Lives of the Artists: Kathrin Jebsen-Marwedel
I was born in 1965 in Wolfsburg, Germany. After school I did an apprenticeship as a photographer. In 1989 I moved to Kiel in the north of Germany near the Baltic sea, where I studied graphic design. I‘m working as a graphic designer in the marketing and PR department of a medium-sized company in Kiel.
In my youth I loved to draw animals and landscapes with watercolors or pencil. I spent much time with drawing, and my endurance in drawing very detailed animal studies and other motives was very high.

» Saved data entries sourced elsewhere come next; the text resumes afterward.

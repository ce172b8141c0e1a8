//! Party reference data: registry (ideology, class, bloc, order) and the
//! pairwise historical-relations table.
//!
//! Both are immutable once built; tests substitute their own fixtures.

use std::collections::{BTreeMap, BTreeSet};

#[cfg(feature = "serde")]
use serde::{Deserialize, Serialize};

use crate::determinism::StableOrd;
use crate::errors::CoreError;
use crate::ids::PartyId;

/// Left-right scale bounds for `PartyInfo::ideology`.
pub const IDEOLOGY_MIN: f64 = 0.0;
pub const IDEOLOGY_MAX: f64 = 10.0;
/// Position assumed for parties missing from the registry.
pub const IDEOLOGY_CENTRE: f64 = 5.0;

/// Historical-relations scores live in [-2, 2].
pub const HISTORY_MIN: f64 = -2.0;
pub const HISTORY_MAX: f64 = 2.0;

/// Party class; selects the vote-share ceiling under bounded swing.
#[derive(Debug, Clone, Copy, PartialEq, Eq, PartialOrd, Ord, Hash, Default)]
#[cfg_attr(feature = "serde", derive(Serialize, Deserialize))]
#[cfg_attr(feature = "serde", serde(rename_all = "snake_case"))]
pub enum PartyClass {
    Major,
    Minor,
    #[default]
    Other,
}

/// Coarse ideological bloc used by the bloc-affinity scoring method.
#[derive(Debug, Clone, Copy, PartialEq, Eq, PartialOrd, Ord, Hash)]
#[cfg_attr(feature = "serde", derive(Serialize, Deserialize))]
#[cfg_attr(feature = "serde", serde(rename_all = "snake_case"))]
pub enum Bloc {
    Left,
    Centre,
    Right,
}

/// One registry row.
#[derive(Debug, Clone, PartialEq)]
#[cfg_attr(feature = "serde", derive(Serialize, Deserialize))]
pub struct PartyInfo {
    pub id: PartyId,
    pub name: String,
    /// 0 (left) ..= 10 (right)
    pub ideology: f64,
    pub class: PartyClass,
    pub bloc: Option<Bloc>,
    /// Registry position; defines the stable iteration order used for ties.
    pub order_index: u16,
}

/// Fixed, closed set of parties in canonical `(order_index, id)` order.
#[derive(Debug, Clone, Default, PartialEq)]
pub struct PartyRegistry {
    parties: Vec<PartyInfo>,
}

impl PartyRegistry {
    /// Build a registry, sorting rows canonically.
    ///
    /// Errors on duplicate ids, duplicate `order_index`, or an ideology outside
    /// `[0, 10]`.
    pub fn new(mut parties: Vec<PartyInfo>) -> Result<Self, CoreError> {
        let mut ids = BTreeSet::new();
        let mut idx = BTreeSet::new();
        for p in &parties {
            if !ids.insert(p.id.clone()) {
                return Err(CoreError::DomainOutOfRange("party id duplicated"));
            }
            if !idx.insert(p.order_index) {
                return Err(CoreError::DomainOutOfRange("party order_index duplicated"));
            }
            if !p.ideology.is_finite() || !(IDEOLOGY_MIN..=IDEOLOGY_MAX).contains(&p.ideology) {
                return Err(CoreError::DomainOutOfRange("party ideology"));
            }
        }
        parties.sort_by(|a, b| a.stable_cmp(b));
        Ok(Self { parties })
    }

    pub fn get(&self, id: &PartyId) -> Option<&PartyInfo> {
        self.parties.iter().find(|p| &p.id == id)
    }

    pub fn contains(&self, id: &PartyId) -> bool {
        self.get(id).is_some()
    }

    /// Rows in canonical order.
    pub fn iter(&self) -> impl Iterator<Item = &PartyInfo> + '_ {
        self.parties.iter()
    }

    /// Ids in canonical order.
    pub fn ids(&self) -> impl Iterator<Item = &PartyId> + '_ {
        self.parties.iter().map(|p| &p.id)
    }

    pub fn len(&self) -> usize {
        self.parties.len()
    }

    pub fn is_empty(&self) -> bool {
        self.parties.is_empty()
    }

    /// Ideological position; unregistered parties sit at the centre.
    pub fn ideology(&self, id: &PartyId) -> f64 {
        self.get(id).map_or(IDEOLOGY_CENTRE, |p| p.ideology)
    }

    /// Class; unregistered parties are `Other`.
    pub fn class_of(&self, id: &PartyId) -> PartyClass {
        self.get(id).map_or(PartyClass::Other, |p| p.class)
    }

    pub fn bloc_of(&self, id: &PartyId) -> Option<Bloc> {
        self.get(id).and_then(|p| p.bloc)
    }

    /// Registry position, `None` for unregistered parties.
    pub fn position(&self, id: &PartyId) -> Option<usize> {
        self.parties.iter().position(|p| &p.id == id)
    }
}

/// One wire row of the historical table.
#[derive(Debug, Clone, PartialEq)]
#[cfg_attr(feature = "serde", derive(Serialize, Deserialize))]
pub struct HistoricalRelation {
    pub a: PartyId,
    pub b: PartyId,
    pub score: f64,
}

/// Symmetric pairwise historical-relations lookup; absent pairs score 0.
#[derive(Debug, Clone, Default, PartialEq)]
#[cfg_attr(feature = "serde", derive(Serialize, Deserialize))]
#[cfg_attr(
    feature = "serde",
    serde(try_from = "Vec<HistoricalRelation>", into = "Vec<HistoricalRelation>")
)]
pub struct HistoricalTable {
    pairs: BTreeMap<(PartyId, PartyId), f64>,
}

#[inline]
fn ordered(a: &PartyId, b: &PartyId) -> (PartyId, PartyId) {
    if a <= b { (a.clone(), b.clone()) } else { (b.clone(), a.clone()) }
}

impl HistoricalTable {
    pub fn new() -> Self {
        Self::default()
    }

    /// Insert a symmetric score. Errors when the score leaves `[-2, 2]` or a
    /// party is paired with itself.
    pub fn insert(&mut self, a: &PartyId, b: &PartyId, score: f64) -> Result<(), CoreError> {
        if a == b {
            return Err(CoreError::DomainOutOfRange("historical pair with itself"));
        }
        if !score.is_finite() || !(HISTORY_MIN..=HISTORY_MAX).contains(&score) {
            return Err(CoreError::DomainOutOfRange("historical score"));
        }
        self.pairs.insert(ordered(a, b), score);
        Ok(())
    }

    /// Score for the unordered pair; 0 when unknown.
    pub fn score(&self, a: &PartyId, b: &PartyId) -> f64 {
        self.pairs.get(&ordered(a, b)).copied().unwrap_or(0.0)
    }

    pub fn len(&self) -> usize {
        self.pairs.len()
    }

    pub fn is_empty(&self) -> bool {
        self.pairs.is_empty()
    }
}

impl TryFrom<Vec<HistoricalRelation>> for HistoricalTable {
    type Error = CoreError;
    fn try_from(rows: Vec<HistoricalRelation>) -> Result<Self, Self::Error> {
        let mut t = HistoricalTable::new();
        for r in rows {
            t.insert(&r.a, &r.b, r.score)?;
        }
        Ok(t)
    }
}

impl From<HistoricalTable> for Vec<HistoricalRelation> {
    fn from(t: HistoricalTable) -> Self {
        t.pairs
            .into_iter()
            .map(|((a, b), score)| HistoricalRelation { a, b, score })
            .collect()
    }
}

I worked with watercolors and very fine brushes so I could draw every fine hair or feather.
When I began to study graphic-design I didn’t have much time, so I stopped drawing for awhile. In my diploma work I did some illustrations, but my professor didn’t like them. She told me: “If you are not able to make illustrations you should let it be.” Nevertheless I got my leaving certificate.
I didn’t draw for about 4 or 5 years, until I bought my first Moleskine pocket diary in 2001. I used it as a journal, but there wasn’t enough room to write down all my thoughts and everyday occurrences, so I began to draw the most important happenings of every day and wrote down only some words.
I noticed that this was a nice way to start drawing again – nobody could see my drawings, so I did the drawings only for myself. And I noticed that an illustrated journal is better than a written journal, because when I browse through my Moleskines I can see on nearly every page at a glance what I did at that day.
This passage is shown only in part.